I think that all human beings like, and need, to feel that they are as strong, competent, resilient and independent as possible, and that need develops at a very young age. Ideally, well-nurtured and healthily developed children learn this through the development of their autonomy, emotional regulation and other aspects of self identity. Where that nurturance is not provided or is lacking or misdirected in any other way, I think that children, resourceful little beings that we are, have to figure this out for ourselves, and what better way to feel strong and competent and resilient than to learn that you can endure and thrive in the presence of pain and injury.
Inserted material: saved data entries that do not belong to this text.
// This Source Code Form is subject to the terms of the Mozilla Public
// License, v. 2.0. If a copy of the MPL was not distributed with this
// file, You can obtain one at http://mozilla.org/MPL/2.0/.

use std::collections::HashSet;
use std::sync::Arc;

use ledger_data::events::{BlockEvent, Notification};
use ledger_data::ledger::{
    Block, BlockMeta, BlockRecord, BlockSummary, ExpandedBlock, StoredBlock,
};
use ledger_data::patch::{self, PatchOp};
use ledger_data::{now_millis, to_str};
use metrics::counter;
use sqlx::{Row, SqlitePool};
use tokio::sync::broadcast;
use tracing::info;

use crate::driver::Hasher;
use crate::errors::{is_unique_violation, Result, StorageError};
use crate::events::EventStore;

/// Persists blocks and enforces the event-membership invariant.
#[derive(Clone)]
pub struct BlockStore {
    pool: SqlitePool,
    hasher: Arc<dyn Hasher>,
    ledger_node_id: String,
    notifier: broadcast::Sender<Notification>,
    events: EventStore,
}

impl BlockStore {
    pub(crate) fn new(
        pool: SqlitePool,
        hasher: Arc<dyn Hasher>,
        ledger_node_id: String,
        notifier: broadcast::Sender<Notification>,
        events: EventStore,
    ) -> Self {
        Self {
            pool,
            hasher,
            ledger_node_id,
            notifier,
            events,
        }
    }

    /// Persists one block.
    ///
    /// Every hash in `block.event` must belong to an event assigned to
    /// this block's height; the stored document keeps the hash list and
    /// never inlines events. A `block.add` notification goes out after a
    /// successful insert unless `emit` is false.
    pub async fn add(
        &self,
        block: Block<String>,
        meta: BlockMeta,
        emit: bool,
    ) -> Result<()> {
        if meta.block_hash.is_empty() {
            return Err(StorageError::bad_type("meta.blockHash is required"));
        }

        let unique: HashSet<&str> =
            block.event.iter().map(String::as_str).collect();
        let assigned = self
            .events
            .count_at_height(block.block_height, &unique)
            .await?;
        if assigned != unique.len() {
            return Err(StorageError::invalid_state(format!(
                "block {} references {} events at height {} but only \
                 {assigned} are assigned to it",
                to_str(&meta.block_hash),
                unique.len(),
                block.block_height,
            )));
        }

        let mut meta = meta;
        let now = now_millis();
        meta.created = now;
        meta.updated = now;
        meta.deleted = None;

        let id = self.hasher.hash(block.id.as_bytes());
        let block_json = serde_json::to_string(&block)?;
        let meta_json = serde_json::to_string(&meta)?;

        let res = sqlx::query(
            "INSERT INTO block
             (id, block_type, block_height, previous_block_hash,
              block_hash, consensus, consensus_date, created, updated,
              deleted, block, meta)
             VALUES (?, ?, ?, ?, ?, ?, ?, ?, ?, 0, ?, ?)",
        )
        .bind(&id)
        .bind(&block.block_type)
        .bind(block.block_height as i64)
        .bind(&block.previous_block_hash)
        .bind(&meta.block_hash)
        .bind(meta.consensus)
        .bind(meta.consensus_date.map(|d| d as i64))
        .bind(now as i64)
        .bind(now as i64)
        .bind(&block_json)
        .bind(&meta_json)
        .execute(&self.pool)
        .await;

        match res {
            Ok(_) => {}
            Err(e) if is_unique_violation(&e) => {
                return Err(StorageError::duplicate(
                    "block",
                    &meta.block_hash,
                ));
            }
            Err(e) => return Err(e.into()),
        }

        info!(
            height = block.block_height,
            hash = to_str(&meta.block_hash),
            "block persisted"
        );
        counter!("ledger_blocks_added").increment(1);

        if emit {
            let _ = self.notifier.send(
                BlockEvent::Added {
                    block_hash: meta.block_hash.clone(),
                    block_height: block.block_height,
                    ledger_node_id: self.ledger_node_id.clone(),
                }
                .into(),
            );
        }

        Ok(())
    }

    /// Fetches a block by its `block.id`, events expanded.
    pub async fn get(
        &self,
        block_id: &str,
        consensus: bool,
    ) -> Result<ExpandedBlock> {
        let id = self.hasher.hash(block_id.as_bytes());
        let row = sqlx::query(
            "SELECT block, meta FROM block
             WHERE id = ? AND consensus = ? AND deleted = 0",
        )
        .bind(&id)
        .bind(consensus)
        .fetch_optional(&self.pool)
        .await?
        .ok_or_else(|| StorageError::not_found("block", block_id))?;

        self.expand(parse_row(&row)?).await
    }

    /// The consensus block at `block_height`, events expanded.
    pub async fn get_by_height(
        &self,
        block_height: u64,
    ) -> Result<ExpandedBlock> {
        let row = sqlx::query(
            "SELECT block, meta FROM block
             WHERE block_height = ? AND consensus = 1 AND deleted = 0",
        )
        .bind(block_height as i64)
        .fetch_optional(&self.pool)
        .await?
        .ok_or_else(|| {
            StorageError::not_found("block", format!("height {block_height}"))
        })?;

        self.expand(parse_row(&row)?).await
    }

    /// The consensus block at height 0, events expanded.
    pub async fn get_genesis(&self) -> Result<ExpandedBlock> {
        self.get_by_height(0).await
    }

    /// The consensus block with the greatest height, events expanded.
    /// `None` on an empty ledger.
    pub async fn get_latest(&self) -> Result<Option<ExpandedBlock>> {
        let row = sqlx::query(
            "SELECT block, meta FROM block
             WHERE consensus = 1 AND deleted = 0
             ORDER BY block_height DESC LIMIT 1",
        )
        .fetch_optional(&self.pool)
        .await?;

        match row {
            Some(row) => Ok(Some(self.expand(parse_row(&row)?).await?)),
            None => Ok(None),
        }
    }

    /// The greatest height that reached consensus.
    pub async fn get_latest_block_height(&self) -> Result<u64> {
        let row = sqlx::query(
            "SELECT MAX(block_height) AS height FROM block
             WHERE consensus = 1 AND deleted = 0",
        )
        .fetch_one(&self.pool)
        .await?;

        let height: Option<i64> = row.try_get("height")?;
        height
            .map(|h| h as u64)
            .ok_or_else(|| StorageError::not_found("block", "latest height"))
    }

    /// Projection of the latest consensus block, events never expanded.
    pub async fn get_latest_summary(
        &self,
        include_event_hashes: bool,
    ) -> Result<BlockSummary> {
        let row = sqlx::query(
            "SELECT block, meta FROM block
             WHERE consensus = 1 AND deleted = 0
             ORDER BY block_height DESC LIMIT 1",
        )
        .fetch_optional(&self.pool)
        .await?
        .ok_or_else(|| StorageError::not_found("block", "latest"))?;

        self.summarize(parse_row(&row)?, include_event_hashes).await
    }

    /// Projection of a block fetched by `block.id`.
    #[deprecated(note = "superseded by `get_summary_by_height`")]
    pub async fn get_summary(
        &self,
        block_id: &str,
        consensus: bool,
        include_event_hashes: bool,
    ) -> Result<BlockSummary> {
        let id = self.hasher.hash(block_id.as_bytes());
        let row = sqlx::query(
            "SELECT block, meta FROM block
             WHERE id = ? AND consensus = ? AND deleted = 0",
        )
        .bind(&id)
        .bind(consensus)
        .fetch_optional(&self.pool)
        .await?
        .ok_or_else(|| StorageError::not_found("block", block_id))?;

        self.summarize(parse_row(&row)?, include_event_hashes).await
    }

    /// Projection of the consensus block at `block_height`.
    pub async fn get_summary_by_height(
        &self,
        block_height: u64,
        include_event_hashes: bool,
    ) -> Result<BlockSummary> {
        let row = sqlx::query(
            "SELECT block, meta FROM block
             WHERE block_height = ? AND consensus = 1 AND deleted = 0",
        )
        .bind(block_height as i64)
        .fetch_optional(&self.pool)
        .await?
        .ok_or_else(|| {
            StorageError::not_found("block", format!("height {block_height}"))
        })?;

        self.summarize(parse_row(&row)?, include_event_hashes).await
    }

    /// Applies a meta-only patch to a block.
    pub async fn update(
        &self,
        block_hash: &str,
        ops: &[PatchOp],
    ) -> Result<()> {
        let row = sqlx::query("SELECT meta FROM block WHERE block_hash = ?")
            .bind(block_hash)
            .fetch_optional(&self.pool)
            .await?
            .ok_or_else(|| StorageError::not_found("block", block_hash))?;

        let mut meta_doc: serde_json::Map<String, serde_json::Value> =
            serde_json::from_str(row.get::<&str, _>("meta"))?;
        patch::apply(&mut meta_doc, ops)?;

        let mut meta: BlockMeta =
            serde_json::from_value(serde_json::Value::Object(meta_doc))
                .map_err(|e| {
                    StorageError::data(format!(
                        "patched meta is not a valid block meta: {e}"
                    ))
                })?;
        if meta.block_hash != block_hash {
            return Err(StorageError::not_allowed(
                "meta.blockHash is immutable",
            ));
        }
        meta.updated = now_millis();

        let res = sqlx::query(
            "UPDATE block SET
                 meta = ?, consensus = ?, consensus_date = ?,
                 updated = ?, deleted = ?
             WHERE block_hash = ?",
        )
        .bind(serde_json::to_string(&meta)?)
        .bind(meta.consensus)
        .bind(meta.consensus_date.map(|d| d as i64))
        .bind(meta.updated as i64)
        .bind(meta.deleted.map(|d| d as i64).unwrap_or(0))
        .bind(block_hash)
        .execute(&self.pool)
        .await?;

        if res.rows_affected() == 0 {
            return Err(StorageError::not_found("block", block_hash));
        }
        Ok(())
    }

    /// Soft-deletes a block. The document remains in storage.
    pub async fn remove(&self, block_hash: &str) -> Result<()> {
        let now = now_millis() as i64;
        let res = sqlx::query(
            "UPDATE block SET
                 deleted = ?, updated = ?,
                 meta = json_set(meta, '$.deleted', ?, '$.updated', ?)
             WHERE block_hash = ? AND deleted = 0",
        )
        .bind(now)
        .bind(now)
        .bind(now)
        .bind(now)
        .bind(block_hash)
        .execute(&self.pool)
        .await?;

        if res.rows_affected() == 0 {
            return Err(StorageError::not_found("block", block_hash));
        }
        Ok(())
    }

    /// Number of live blocks matching the filter.
    pub async fn get_count(&self, consensus: Option<bool>) -> Result<u64> {
        let mut sql = String::from(
            "SELECT COUNT(*) AS total FROM block WHERE deleted = 0",
        );
        if consensus.is_some() {
            sql.push_str(" AND consensus = ?");
        }

        let mut query = sqlx::query(&sql);
        if let Some(consensus) = consensus {
            query = query.bind(consensus);
        }
        let row = query.fetch_one(&self.pool).await?;
        Ok(row.get::<i64, _>("total") as u64)
    }

    /// Replaces the stored hash list with full event records, ordered by
    /// `blockOrder`. Operation payloads are present on operation events
    /// only.
    async fn expand(&self, stored: StoredBlock) -> Result<ExpandedBlock> {
        let StoredBlock { block, meta } = stored;
        let records = self.events.records_for_block(&block.event).await?;
        Ok(BlockRecord {
            block: block.with_events(records),
            meta,
        })
    }

    async fn summarize(
        &self,
        stored: StoredBlock,
        include_event_hashes: bool,
    ) -> Result<BlockSummary> {
        let block_height = stored.block.block_height;
        let mut summary = BlockSummary::from_stored(stored);
        if include_event_hashes {
            summary.event =
                Some(self.events.hashes_at_height(block_height).await?);
        }
        Ok(summary)
    }
}

fn parse_row(row: &sqlx::sqlite::SqliteRow) -> Result<StoredBlock> {
    Ok(StoredBlock {
        block: serde_json::from_str(row.get::<&str, _>("block"))?,
        meta: serde_json::from_str(row.get::<&str, _>("meta"))?,
    })
}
Pain and injury are very sensory awarenesses, as you can feel pain, see and touch visible injury etc, and so I think that in some cases, children practice and repeat self harming or injuring behaviours, or facilitate other acts of hardship, as a means of feeling strong and in control of their lives.

Not saying that is the reason - I think it's hard for anyone without the full context to have much more than possible insights, but I think that this theory applies in part to my own development of self hahrming and extreme pain tolerance behaviours, and may well apply, at least in part, to others too - particularly those from chaotic homes.